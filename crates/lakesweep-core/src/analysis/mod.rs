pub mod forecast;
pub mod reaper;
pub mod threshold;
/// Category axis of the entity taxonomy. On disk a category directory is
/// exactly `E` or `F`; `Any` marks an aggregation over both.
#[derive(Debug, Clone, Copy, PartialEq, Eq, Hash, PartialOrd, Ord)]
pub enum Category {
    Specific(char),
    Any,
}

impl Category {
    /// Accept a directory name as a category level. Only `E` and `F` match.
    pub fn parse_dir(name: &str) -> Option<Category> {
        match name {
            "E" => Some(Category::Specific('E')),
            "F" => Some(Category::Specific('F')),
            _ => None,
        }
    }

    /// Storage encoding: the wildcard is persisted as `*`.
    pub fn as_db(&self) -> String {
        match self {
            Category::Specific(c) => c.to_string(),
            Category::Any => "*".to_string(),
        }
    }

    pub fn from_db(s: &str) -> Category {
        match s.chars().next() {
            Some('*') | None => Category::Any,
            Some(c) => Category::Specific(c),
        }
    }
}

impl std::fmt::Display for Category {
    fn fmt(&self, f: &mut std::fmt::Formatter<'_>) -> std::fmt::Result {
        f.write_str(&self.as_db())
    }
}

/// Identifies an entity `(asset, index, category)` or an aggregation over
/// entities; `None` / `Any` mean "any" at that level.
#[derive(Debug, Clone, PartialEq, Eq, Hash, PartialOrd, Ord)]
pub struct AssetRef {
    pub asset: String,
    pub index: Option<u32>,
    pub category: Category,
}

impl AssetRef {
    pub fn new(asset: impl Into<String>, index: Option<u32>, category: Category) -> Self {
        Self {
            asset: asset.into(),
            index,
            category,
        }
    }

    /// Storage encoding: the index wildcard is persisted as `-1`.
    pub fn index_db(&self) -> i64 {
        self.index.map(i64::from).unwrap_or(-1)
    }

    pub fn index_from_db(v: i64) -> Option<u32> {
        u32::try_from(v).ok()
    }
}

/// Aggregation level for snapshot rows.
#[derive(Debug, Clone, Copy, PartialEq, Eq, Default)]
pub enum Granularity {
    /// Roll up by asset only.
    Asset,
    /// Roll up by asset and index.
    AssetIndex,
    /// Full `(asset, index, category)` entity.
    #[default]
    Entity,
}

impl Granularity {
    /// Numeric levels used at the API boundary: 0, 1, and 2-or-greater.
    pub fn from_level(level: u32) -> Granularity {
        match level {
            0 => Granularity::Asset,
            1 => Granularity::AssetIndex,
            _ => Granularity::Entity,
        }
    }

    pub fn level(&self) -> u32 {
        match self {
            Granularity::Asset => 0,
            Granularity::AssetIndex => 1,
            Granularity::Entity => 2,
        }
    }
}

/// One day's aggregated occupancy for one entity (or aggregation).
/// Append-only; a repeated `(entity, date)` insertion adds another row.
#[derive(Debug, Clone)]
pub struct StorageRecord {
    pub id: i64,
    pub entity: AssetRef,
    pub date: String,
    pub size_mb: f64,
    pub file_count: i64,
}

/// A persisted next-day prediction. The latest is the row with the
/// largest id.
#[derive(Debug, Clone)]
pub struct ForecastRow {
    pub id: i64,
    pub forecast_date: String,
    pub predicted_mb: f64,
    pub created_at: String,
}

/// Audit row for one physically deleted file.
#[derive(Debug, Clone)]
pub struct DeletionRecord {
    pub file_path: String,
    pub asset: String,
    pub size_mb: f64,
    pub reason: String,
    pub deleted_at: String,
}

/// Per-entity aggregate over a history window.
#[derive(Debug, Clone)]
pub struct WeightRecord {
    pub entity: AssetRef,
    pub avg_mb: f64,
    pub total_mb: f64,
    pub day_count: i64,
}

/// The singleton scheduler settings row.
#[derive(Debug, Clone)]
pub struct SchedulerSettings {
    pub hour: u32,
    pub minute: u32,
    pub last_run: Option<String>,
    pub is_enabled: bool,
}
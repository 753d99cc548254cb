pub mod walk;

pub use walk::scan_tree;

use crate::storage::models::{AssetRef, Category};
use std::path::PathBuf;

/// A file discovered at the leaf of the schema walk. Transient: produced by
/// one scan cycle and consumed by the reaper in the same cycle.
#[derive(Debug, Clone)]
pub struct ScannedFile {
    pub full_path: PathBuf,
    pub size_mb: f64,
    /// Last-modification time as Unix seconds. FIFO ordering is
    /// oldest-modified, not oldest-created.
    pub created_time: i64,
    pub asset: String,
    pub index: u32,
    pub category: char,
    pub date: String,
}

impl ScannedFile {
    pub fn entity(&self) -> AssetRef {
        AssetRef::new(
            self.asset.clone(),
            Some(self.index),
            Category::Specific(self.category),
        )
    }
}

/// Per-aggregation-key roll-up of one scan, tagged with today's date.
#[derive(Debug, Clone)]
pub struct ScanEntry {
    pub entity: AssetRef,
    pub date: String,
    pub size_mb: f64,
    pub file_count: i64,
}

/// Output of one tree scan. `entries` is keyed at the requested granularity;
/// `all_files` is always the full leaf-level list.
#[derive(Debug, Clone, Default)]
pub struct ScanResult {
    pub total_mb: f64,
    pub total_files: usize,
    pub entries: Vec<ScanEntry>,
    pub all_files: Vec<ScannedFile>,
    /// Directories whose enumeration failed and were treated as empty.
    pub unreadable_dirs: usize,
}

= = = = = = =

Each entry shown above must be retyped word for word.

▸ **SOLUTION TO THE EXERCISE**:
filename crates/lakesweep-core/src/analysis/mod.rs
pub mod forecast;
pub mod reaper;
pub mod threshold;
/// Category axis of the entity taxonomy. On disk a category directory is
/// exactly `E` or `F`; `Any` marks an aggregation over both.
#[derive(Debug, Clone, Copy, PartialEq, Eq, Hash, PartialOrd, Ord)]
pub enum Category {
    Specific(char),
    Any,
}

impl Category {
    /// Accept a directory name as a category level. Only `E` and `F` match.
    pub fn parse_dir(name: &str) -> Option<Category> {
        match name {
            "E" => Some(Category::Specific('E')),
            "F" => Some(Category::Specific('F')),
            _ => None,
        }
    }

    /// Storage encoding: the wildcard is persisted as `*`.
    pub fn as_db(&self) -> String {
        match self {
            Category::Specific(c) => c.to_string(),
            Category::Any => "*".to_string(),
        }
    }

    pub fn from_db(s: &str) -> Category {
        match s.chars().next() {
            Some('*') | None => Category::Any,
            Some(c) => Category::Specific(c),
        }
    }
}

impl std::fmt::Display for Category {
    fn fmt(&self, f: &mut std::fmt::Formatter<'_>) -> std::fmt::Result {
        f.write_str(&self.as_db())
    }
}

/// Identifies an entity `(asset, index, category)` or an aggregation over
/// entities; `None` / `Any` mean "any" at that level.
#[derive(Debug, Clone, PartialEq, Eq, Hash, PartialOrd, Ord)]
pub struct AssetRef {
    pub asset: String,
    pub index: Option<u32>,
    pub category: Category,
}

impl AssetRef {
    pub fn new(asset: impl Into<String>, index: Option<u32>, category: Category) -> Self {
        Self {
            asset: asset.into(),
            index,
            category,
        }
    }

    /// Storage encoding: the index wildcard is persisted as `-1`.
    pub fn index_db(&self) -> i64 {
        self.index.map(i64::from).unwrap_or(-1)
    }

    pub fn index_from_db(v: i64) -> Option<u32> {
        u32::try_from(v).ok()
    }
}

/// Aggregation level for snapshot rows.
#[derive(Debug, Clone, Copy, PartialEq, Eq, Default)]
pub enum Granularity {
    /// Roll up by asset only.
    Asset,
    /// Roll up by asset and index.
    AssetIndex,
    /// Full `(asset, index, category)` entity.
    #[default]
    Entity,
}

impl Granularity {
    /// Numeric levels used at the API boundary: 0, 1, and 2-or-greater.
    pub fn from_level(level: u32) -> Granularity {
        match level {
            0 => Granularity::Asset,
            1 => Granularity::AssetIndex,
            _ => Granularity::Entity,
        }
    }

    pub fn level(&self) -> u32 {
        match self {
            Granularity::Asset => 0,
            Granularity::AssetIndex => 1,
            Granularity::Entity => 2,
        }
    }
}

/// One day's aggregated occupancy for one entity (or aggregation).
/// Append-only; a repeated `(entity, date)` insertion adds another row.
#[derive(Debug, Clone)]
pub struct StorageRecord {
    pub id: i64,
    pub entity: AssetRef,
    pub date: String,
    pub size_mb: f64,
    pub file_count: i64,
}

/// A persisted next-day prediction. The latest is the row with the
/// largest id.
#[derive(Debug, Clone)]
pub struct ForecastRow {
    pub id: i64,
    pub forecast_date: String,
    pub predicted_mb: f64,
    pub created_at: String,
}

/// Audit row for one physically deleted file.
#[derive(Debug, Clone)]
pub struct DeletionRecord {
    pub file_path: String,
    pub asset: String,
    pub size_mb: f64,
    pub reason: String,
    pub deleted_at: String,
}

/// Per-entity aggregate over a history window.
#[derive(Debug, Clone)]
pub struct WeightRecord {
    pub entity: AssetRef,
    pub avg_mb: f64,
    pub total_mb: f64,
    pub day_count: i64,
}

/// The singleton scheduler settings row.
#[derive(Debug, Clone)]
pub struct SchedulerSettings {
    pub hour: u32,
    pub minute: u32,
    pub last_run: Option<String>,
    pub is_enabled: bool,
}
repository 753d99cc548254cb
pub mod walk;

pub use walk::scan_tree;

use crate::storage::models::{AssetRef, Category};
use std::path::PathBuf;

/// A file discovered at the leaf of the schema walk. Transient: produced by
/// one scan cycle and consumed by the reaper in the same cycle.
#[derive(Debug, Clone)]
pub struct ScannedFile {
    pub full_path: PathBuf,
    pub size_mb: f64,
    /// Last-modification time as Unix seconds. FIFO ordering is
    /// oldest-modified, not oldest-created.
    pub created_time: i64,
    pub asset: String,
    pub index: u32,
    pub category: char,
    pub date: String,
}

impl ScannedFile {
    pub fn entity(&self) -> AssetRef {
        AssetRef::new(
            self.asset.clone(),
            Some(self.index),
            Category::Specific(self.category),
        )
    }
}

/// Per-aggregation-key roll-up of one scan, tagged with today's date.
#[derive(Debug, Clone)]
pub struct ScanEntry {
    pub entity: AssetRef,
    pub date: String,
    pub size_mb: f64,
    pub file_count: i64,
}

/// Output of one tree scan. `entries` is keyed at the requested granularity;
/// `all_files` is always the full leaf-level list.
#[derive(Debug, Clone, Default)]
pub struct ScanResult {
    pub total_mb: f64,
    pub total_files: usize,
    pub entries: Vec<ScanEntry>,
    pub all_files: Vec<ScannedFile>,
    /// Directories whose enumeration failed and were treated as empty.
    pub unreadable_dirs: usize,
}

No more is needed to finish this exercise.